[Exercise brief]
Reproduce all the entries exactly.

[Data records]
---+---

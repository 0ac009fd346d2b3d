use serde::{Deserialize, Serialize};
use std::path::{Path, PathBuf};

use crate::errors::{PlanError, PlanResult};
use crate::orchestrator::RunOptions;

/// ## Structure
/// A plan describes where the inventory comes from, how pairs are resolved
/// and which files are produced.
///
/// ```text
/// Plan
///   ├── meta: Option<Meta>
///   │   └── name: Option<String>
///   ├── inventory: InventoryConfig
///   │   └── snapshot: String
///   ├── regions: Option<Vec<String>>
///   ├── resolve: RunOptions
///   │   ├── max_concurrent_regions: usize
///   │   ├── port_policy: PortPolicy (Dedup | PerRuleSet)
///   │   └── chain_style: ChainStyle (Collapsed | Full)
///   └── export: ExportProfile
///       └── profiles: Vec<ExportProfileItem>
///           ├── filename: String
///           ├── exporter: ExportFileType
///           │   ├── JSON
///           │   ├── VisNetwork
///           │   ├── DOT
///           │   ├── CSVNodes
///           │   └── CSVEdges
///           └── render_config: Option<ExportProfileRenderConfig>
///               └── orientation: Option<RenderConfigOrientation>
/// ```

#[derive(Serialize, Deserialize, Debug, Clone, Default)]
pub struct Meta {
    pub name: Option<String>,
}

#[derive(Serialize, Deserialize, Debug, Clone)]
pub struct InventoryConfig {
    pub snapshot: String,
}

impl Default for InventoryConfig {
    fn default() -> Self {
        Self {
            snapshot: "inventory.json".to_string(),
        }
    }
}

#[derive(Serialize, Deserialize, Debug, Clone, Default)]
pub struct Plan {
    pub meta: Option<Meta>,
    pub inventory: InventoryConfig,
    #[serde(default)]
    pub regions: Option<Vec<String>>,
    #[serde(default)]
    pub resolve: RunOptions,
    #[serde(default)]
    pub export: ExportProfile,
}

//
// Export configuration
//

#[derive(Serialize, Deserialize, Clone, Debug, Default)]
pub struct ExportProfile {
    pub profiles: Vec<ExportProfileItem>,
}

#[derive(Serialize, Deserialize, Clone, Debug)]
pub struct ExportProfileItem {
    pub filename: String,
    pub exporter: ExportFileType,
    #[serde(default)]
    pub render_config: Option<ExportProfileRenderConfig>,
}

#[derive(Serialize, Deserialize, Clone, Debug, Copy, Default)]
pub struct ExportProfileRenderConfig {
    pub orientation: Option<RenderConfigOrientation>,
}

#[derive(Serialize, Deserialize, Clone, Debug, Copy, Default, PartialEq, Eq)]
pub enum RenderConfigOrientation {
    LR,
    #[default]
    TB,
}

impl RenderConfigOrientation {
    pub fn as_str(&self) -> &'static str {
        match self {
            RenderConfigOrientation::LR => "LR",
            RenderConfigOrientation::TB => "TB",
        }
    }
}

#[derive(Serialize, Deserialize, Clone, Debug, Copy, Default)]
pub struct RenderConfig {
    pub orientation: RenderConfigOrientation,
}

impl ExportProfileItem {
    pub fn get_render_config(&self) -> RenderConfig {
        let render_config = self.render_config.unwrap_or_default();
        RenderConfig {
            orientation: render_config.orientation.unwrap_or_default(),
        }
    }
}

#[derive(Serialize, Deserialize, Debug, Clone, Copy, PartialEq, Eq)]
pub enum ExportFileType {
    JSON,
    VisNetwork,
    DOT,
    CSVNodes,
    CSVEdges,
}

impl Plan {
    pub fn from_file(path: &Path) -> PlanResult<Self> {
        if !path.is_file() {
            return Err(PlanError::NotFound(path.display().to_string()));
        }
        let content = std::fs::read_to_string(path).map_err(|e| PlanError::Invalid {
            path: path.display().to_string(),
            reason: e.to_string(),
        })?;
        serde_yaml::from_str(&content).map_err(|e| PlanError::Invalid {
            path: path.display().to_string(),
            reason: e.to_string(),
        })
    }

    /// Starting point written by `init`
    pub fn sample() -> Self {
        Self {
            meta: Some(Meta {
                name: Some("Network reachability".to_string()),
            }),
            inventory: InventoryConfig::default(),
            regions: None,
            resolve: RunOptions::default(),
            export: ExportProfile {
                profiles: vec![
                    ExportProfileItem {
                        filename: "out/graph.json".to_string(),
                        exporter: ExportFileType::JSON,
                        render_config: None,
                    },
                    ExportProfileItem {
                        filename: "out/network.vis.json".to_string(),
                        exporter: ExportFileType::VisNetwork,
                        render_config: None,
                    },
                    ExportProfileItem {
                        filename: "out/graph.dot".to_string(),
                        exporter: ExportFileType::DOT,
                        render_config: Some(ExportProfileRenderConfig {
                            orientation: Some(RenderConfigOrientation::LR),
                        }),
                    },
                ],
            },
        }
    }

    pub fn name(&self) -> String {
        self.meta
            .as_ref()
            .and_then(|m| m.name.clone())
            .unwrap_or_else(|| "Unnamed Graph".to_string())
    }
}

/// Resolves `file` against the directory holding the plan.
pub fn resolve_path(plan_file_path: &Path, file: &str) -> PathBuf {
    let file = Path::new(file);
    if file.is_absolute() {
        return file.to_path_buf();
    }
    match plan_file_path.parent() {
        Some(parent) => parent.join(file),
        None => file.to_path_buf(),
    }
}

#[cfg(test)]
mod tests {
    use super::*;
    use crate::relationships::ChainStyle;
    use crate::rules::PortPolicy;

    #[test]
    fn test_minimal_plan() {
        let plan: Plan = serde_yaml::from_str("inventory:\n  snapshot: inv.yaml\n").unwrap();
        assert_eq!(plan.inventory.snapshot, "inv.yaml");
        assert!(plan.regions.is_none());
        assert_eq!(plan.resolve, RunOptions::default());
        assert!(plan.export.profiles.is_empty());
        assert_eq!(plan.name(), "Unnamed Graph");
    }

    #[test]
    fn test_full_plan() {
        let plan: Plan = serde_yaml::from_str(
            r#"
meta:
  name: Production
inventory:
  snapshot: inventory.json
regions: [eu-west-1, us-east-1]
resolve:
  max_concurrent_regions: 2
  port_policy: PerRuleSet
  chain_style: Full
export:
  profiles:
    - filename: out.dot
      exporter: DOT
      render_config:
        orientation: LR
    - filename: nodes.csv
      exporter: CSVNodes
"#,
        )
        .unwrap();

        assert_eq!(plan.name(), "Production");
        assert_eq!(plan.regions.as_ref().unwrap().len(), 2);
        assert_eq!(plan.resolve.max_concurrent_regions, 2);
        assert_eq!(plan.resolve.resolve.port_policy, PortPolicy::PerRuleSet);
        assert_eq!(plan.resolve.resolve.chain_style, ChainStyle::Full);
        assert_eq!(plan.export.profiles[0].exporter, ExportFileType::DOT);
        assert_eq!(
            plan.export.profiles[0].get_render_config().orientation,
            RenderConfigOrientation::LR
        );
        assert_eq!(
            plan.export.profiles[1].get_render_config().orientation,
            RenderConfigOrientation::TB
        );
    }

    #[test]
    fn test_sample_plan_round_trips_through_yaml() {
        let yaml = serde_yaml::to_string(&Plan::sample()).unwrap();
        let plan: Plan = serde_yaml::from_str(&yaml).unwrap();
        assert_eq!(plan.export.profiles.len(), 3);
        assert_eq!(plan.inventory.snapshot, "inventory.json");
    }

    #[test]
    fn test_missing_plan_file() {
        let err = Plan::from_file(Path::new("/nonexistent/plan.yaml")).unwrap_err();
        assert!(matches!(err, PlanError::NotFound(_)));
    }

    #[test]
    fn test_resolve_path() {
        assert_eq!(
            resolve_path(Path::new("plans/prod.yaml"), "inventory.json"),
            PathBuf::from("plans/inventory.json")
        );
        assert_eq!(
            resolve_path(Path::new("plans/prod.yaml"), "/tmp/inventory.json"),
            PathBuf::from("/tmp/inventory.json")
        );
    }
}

---+---

[Completed task]
repository 0ac009fd346d2b3d
use serde::{Deserialize, Serialize};
use std::path::{Path, PathBuf};

use crate::errors::{PlanError, PlanResult};
use crate::orchestrator::RunOptions;

/// ## Structure
/// A plan describes where the inventory comes from, how pairs are resolved
/// and which files are produced.
///
/// ```text
/// Plan
///   ├── meta: Option<Meta>
///   │   └── name: Option<String>
///   ├── inventory: InventoryConfig
///   │   └── snapshot: String
///   ├── regions: Option<Vec<String>>
///   ├── resolve: RunOptions
///   │   ├── max_concurrent_regions: usize
///   │   ├── port_policy: PortPolicy (Dedup | PerRuleSet)
///   │   └── chain_style: ChainStyle (Collapsed | Full)
///   └── export: ExportProfile
///       └── profiles: Vec<ExportProfileItem>
///           ├── filename: String
///           ├── exporter: ExportFileType
///           │   ├── JSON
///           │   ├── VisNetwork
///           │   ├── DOT
///           │   ├── CSVNodes
///           │   └── CSVEdges
///           └── render_config: Option<ExportProfileRenderConfig>
///               └── orientation: Option<RenderConfigOrientation>
/// ```

#[derive(Serialize, Deserialize, Debug, Clone, Default)]
pub struct Meta {
    pub name: Option<String>,
}

#[derive(Serialize, Deserialize, Debug, Clone)]
pub struct InventoryConfig {
    pub snapshot: String,
}

impl Default for InventoryConfig {
    fn default() -> Self {
        Self {
            snapshot: "inventory.json".to_string(),
        }
    }
}

#[derive(Serialize, Deserialize, Debug, Clone, Default)]
pub struct Plan {
    pub meta: Option<Meta>,
    pub inventory: InventoryConfig,
    #[serde(default)]
    pub regions: Option<Vec<String>>,
    #[serde(default)]
    pub resolve: RunOptions,
    #[serde(default)]
    pub export: ExportProfile,
}

//
// Export configuration
//

#[derive(Serialize, Deserialize, Clone, Debug, Default)]
pub struct ExportProfile {
    pub profiles: Vec<ExportProfileItem>,
}

#[derive(Serialize, Deserialize, Clone, Debug)]
pub struct ExportProfileItem {
    pub filename: String,
    pub exporter: ExportFileType,
    #[serde(default)]
    pub render_config: Option<ExportProfileRenderConfig>,
}

#[derive(Serialize, Deserialize, Clone, Debug, Copy, Default)]
pub struct ExportProfileRenderConfig {
    pub orientation: Option<RenderConfigOrientation>,
}

#[derive(Serialize, Deserialize, Clone, Debug, Copy, Default, PartialEq, Eq)]
pub enum RenderConfigOrientation {
    LR,
    #[default]
    TB,
}

impl RenderConfigOrientation {
    pub fn as_str(&self) -> &'static str {
        match self {
            RenderConfigOrientation::LR => "LR",
            RenderConfigOrientation::TB => "TB",
        }
    }
}

#[derive(Serialize, Deserialize, Clone, Debug, Copy, Default)]
pub struct RenderConfig {
    pub orientation: RenderConfigOrientation,
}

impl ExportProfileItem {
    pub fn get_render_config(&self) -> RenderConfig {
        let render_config = self.render_config.unwrap_or_default();
        RenderConfig {
            orientation: render_config.orientation.unwrap_or_default(),
        }
    }
}

#[derive(Serialize, Deserialize, Debug, Clone, Copy, PartialEq, Eq)]
pub enum ExportFileType {
    JSON,
    VisNetwork,
    DOT,
    CSVNodes,
    CSVEdges,
}

impl Plan {
    pub fn from_file(path: &Path) -> PlanResult<Self> {
        if !path.is_file() {
            return Err(PlanError::NotFound(path.display().to_string()));
        }
        let content = std::fs::read_to_string(path).map_err(|e| PlanError::Invalid {
            path: path.display().to_string(),
            reason: e.to_string(),
        })?;
        serde_yaml::from_str(&content).map_err(|e| PlanError::Invalid {
            path: path.display().to_string(),
            reason: e.to_string(),
        })
    }

    /// Starting point written by `init`
    pub fn sample() -> Self {
        Self {
            meta: Some(Meta {
                name: Some("Network reachability".to_string()),
            }),
            inventory: InventoryConfig::default(),
            regions: None,
            resolve: RunOptions::default(),
            export: ExportProfile {
                profiles: vec![
                    ExportProfileItem {
                        filename: "out/graph.json".to_string(),
                        exporter: ExportFileType::JSON,
                        render_config: None,
                    },
                    ExportProfileItem {
                        filename: "out/network.vis.json".to_string(),
                        exporter: ExportFileType::VisNetwork,
                        render_config: None,
                    },
                    ExportProfileItem {
                        filename: "out/graph.dot".to_string(),
                        exporter: ExportFileType::DOT,
                        render_config: Some(ExportProfileRenderConfig {
                            orientation: Some(RenderConfigOrientation::LR),
                        }),
                    },
                ],
            },
        }
    }

    pub fn name(&self) -> String {
        self.meta
            .as_ref()
            .and_then(|m| m.name.clone())
            .unwrap_or_else(|| "Unnamed Graph".to_string())
    }
}

/// Resolves `file` against the directory holding the plan.
pub fn resolve_path(plan_file_path: &Path, file: &str) -> PathBuf {
    let file = Path::new(file);
    if file.is_absolute() {
        return file.to_path_buf();
    }
    match plan_file_path.parent() {
        Some(parent) => parent.join(file),
        None => file.to_path_buf(),
    }
}

#[cfg(test)]
mod tests {
    use super::*;
    use crate::relationships::ChainStyle;
    use crate::rules::PortPolicy;

    #[test]
    fn test_minimal_plan() {
        let plan: Plan = serde_yaml::from_str("inventory:\n  snapshot: inv.yaml\n").unwrap();
        assert_eq!(plan.inventory.snapshot, "inv.yaml");
        assert!(plan.regions.is_none());
        assert_eq!(plan.resolve, RunOptions::default());
        assert!(plan.export.profiles.is_empty());
        assert_eq!(plan.name(), "Unnamed Graph");
    }

    #[test]
    fn test_full_plan() {
        let plan: Plan = serde_yaml::from_str(
            r#"
meta:
  name: Production
inventory:
  snapshot: inventory.json
regions: [eu-west-1, us-east-1]
resolve:
  max_concurrent_regions: 2
  port_policy: PerRuleSet
  chain_style: Full
export:
  profiles:
    - filename: out.dot
      exporter: DOT
      render_config:
        orientation: LR
    - filename: nodes.csv
      exporter: CSVNodes
"#,
        )
        .unwrap();

        assert_eq!(plan.name(), "Production");
        assert_eq!(plan.regions.as_ref().unwrap().len(), 2);
        assert_eq!(plan.resolve.max_concurrent_regions, 2);
        assert_eq!(plan.resolve.resolve.port_policy, PortPolicy::PerRuleSet);
        assert_eq!(plan.resolve.resolve.chain_style, ChainStyle::Full);
        assert_eq!(plan.export.profiles[0].exporter, ExportFileType::DOT);
        assert_eq!(
            plan.export.profiles[0].get_render_config().orientation,
            RenderConfigOrientation::LR
        );
        assert_eq!(
            plan.export.profiles[1].get_render_config().orientation,
            RenderConfigOrientation::TB
        );
    }

    #[test]
    fn test_sample_plan_round_trips_through_yaml() {
        let yaml = serde_yaml::to_string(&Plan::sample()).unwrap();
        let plan: Plan = serde_yaml::from_str(&yaml).unwrap();
        assert_eq!(plan.export.profiles.len(), 3);
        assert_eq!(plan.inventory.snapshot, "inventory.json");
    }

    #[test]
    fn test_missing_plan_file() {
        let err = Plan::from_file(Path::new("/nonexistent/plan.yaml")).unwrap_err();
        assert!(matches!(err, PlanError::NotFound(_)));
    }

    #[test]
    fn test_resolve_path() {
        assert_eq!(
            resolve_path(Path::new("plans/prod.yaml"), "inventory.json"),
            PathBuf::from("plans/inventory.json")
        );
        assert_eq!(
            resolve_path(Path::new("plans/prod.yaml"), "/tmp/inventory.json"),
            PathBuf::from("/tmp/inventory.json")
        );
    }
}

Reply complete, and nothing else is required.